WHAT THE TASK REQUIRES:
From the entries, copy every line that carries the string "description".

Stored entries
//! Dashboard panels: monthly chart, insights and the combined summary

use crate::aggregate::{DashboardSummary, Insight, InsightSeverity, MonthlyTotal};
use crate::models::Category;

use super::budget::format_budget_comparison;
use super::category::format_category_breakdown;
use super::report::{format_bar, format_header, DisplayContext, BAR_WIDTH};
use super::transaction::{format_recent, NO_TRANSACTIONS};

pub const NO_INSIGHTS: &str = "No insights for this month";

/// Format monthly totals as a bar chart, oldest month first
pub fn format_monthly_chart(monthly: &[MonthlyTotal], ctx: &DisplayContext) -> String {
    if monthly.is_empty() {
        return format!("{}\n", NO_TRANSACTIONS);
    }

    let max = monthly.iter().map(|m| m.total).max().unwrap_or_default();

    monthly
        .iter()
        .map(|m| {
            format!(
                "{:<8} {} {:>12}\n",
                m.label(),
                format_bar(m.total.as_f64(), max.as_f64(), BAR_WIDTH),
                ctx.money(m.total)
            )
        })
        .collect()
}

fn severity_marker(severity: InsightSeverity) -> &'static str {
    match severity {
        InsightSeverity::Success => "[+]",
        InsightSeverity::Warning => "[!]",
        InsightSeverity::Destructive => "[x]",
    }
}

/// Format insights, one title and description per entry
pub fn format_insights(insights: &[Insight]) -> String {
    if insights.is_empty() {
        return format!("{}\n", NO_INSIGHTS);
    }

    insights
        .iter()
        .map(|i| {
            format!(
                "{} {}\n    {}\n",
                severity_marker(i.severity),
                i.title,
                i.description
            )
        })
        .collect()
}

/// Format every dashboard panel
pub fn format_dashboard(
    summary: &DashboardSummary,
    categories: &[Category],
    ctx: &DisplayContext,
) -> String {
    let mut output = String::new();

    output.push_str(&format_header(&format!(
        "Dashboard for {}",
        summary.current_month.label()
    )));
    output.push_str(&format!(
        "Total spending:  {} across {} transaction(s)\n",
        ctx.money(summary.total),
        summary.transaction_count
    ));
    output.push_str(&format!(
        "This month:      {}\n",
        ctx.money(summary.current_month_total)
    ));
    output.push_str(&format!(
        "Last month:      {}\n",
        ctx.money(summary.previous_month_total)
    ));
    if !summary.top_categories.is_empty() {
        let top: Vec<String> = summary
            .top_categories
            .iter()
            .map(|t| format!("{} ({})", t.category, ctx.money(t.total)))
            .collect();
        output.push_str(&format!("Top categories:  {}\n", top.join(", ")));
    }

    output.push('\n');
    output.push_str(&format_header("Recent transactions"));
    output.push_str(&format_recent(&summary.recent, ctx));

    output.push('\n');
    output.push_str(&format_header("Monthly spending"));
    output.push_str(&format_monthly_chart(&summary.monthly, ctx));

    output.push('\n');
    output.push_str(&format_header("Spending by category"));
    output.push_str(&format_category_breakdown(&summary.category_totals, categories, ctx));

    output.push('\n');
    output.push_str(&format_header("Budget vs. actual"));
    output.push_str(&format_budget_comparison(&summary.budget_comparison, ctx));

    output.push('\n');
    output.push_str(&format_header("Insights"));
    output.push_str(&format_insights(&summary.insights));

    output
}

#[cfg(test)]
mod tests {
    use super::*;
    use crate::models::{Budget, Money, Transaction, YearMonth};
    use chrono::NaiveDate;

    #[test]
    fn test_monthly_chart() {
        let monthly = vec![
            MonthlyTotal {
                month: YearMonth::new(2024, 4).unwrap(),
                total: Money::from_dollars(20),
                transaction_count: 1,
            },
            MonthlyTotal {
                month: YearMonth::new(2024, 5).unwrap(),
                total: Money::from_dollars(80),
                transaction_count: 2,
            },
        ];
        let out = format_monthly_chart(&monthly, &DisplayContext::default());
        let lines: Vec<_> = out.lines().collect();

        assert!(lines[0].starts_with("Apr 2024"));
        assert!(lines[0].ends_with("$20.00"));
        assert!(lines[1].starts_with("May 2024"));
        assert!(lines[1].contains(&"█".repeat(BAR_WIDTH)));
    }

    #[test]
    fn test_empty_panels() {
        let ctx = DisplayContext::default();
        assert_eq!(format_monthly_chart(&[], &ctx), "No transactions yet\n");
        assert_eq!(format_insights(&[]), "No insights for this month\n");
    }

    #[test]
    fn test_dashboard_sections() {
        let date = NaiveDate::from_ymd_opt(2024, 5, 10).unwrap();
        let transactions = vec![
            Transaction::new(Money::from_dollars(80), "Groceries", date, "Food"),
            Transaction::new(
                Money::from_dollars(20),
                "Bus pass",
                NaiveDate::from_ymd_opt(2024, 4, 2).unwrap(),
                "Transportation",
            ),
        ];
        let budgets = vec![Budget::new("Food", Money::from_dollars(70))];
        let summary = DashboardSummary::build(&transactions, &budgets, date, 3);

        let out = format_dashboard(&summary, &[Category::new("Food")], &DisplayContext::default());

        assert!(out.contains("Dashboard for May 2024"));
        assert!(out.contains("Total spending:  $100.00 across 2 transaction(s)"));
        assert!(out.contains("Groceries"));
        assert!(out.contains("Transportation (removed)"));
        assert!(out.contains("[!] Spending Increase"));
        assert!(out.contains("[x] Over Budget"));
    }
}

ANSWER TO THIS TASK:
/// Format insights, one title and description per entry
                i.description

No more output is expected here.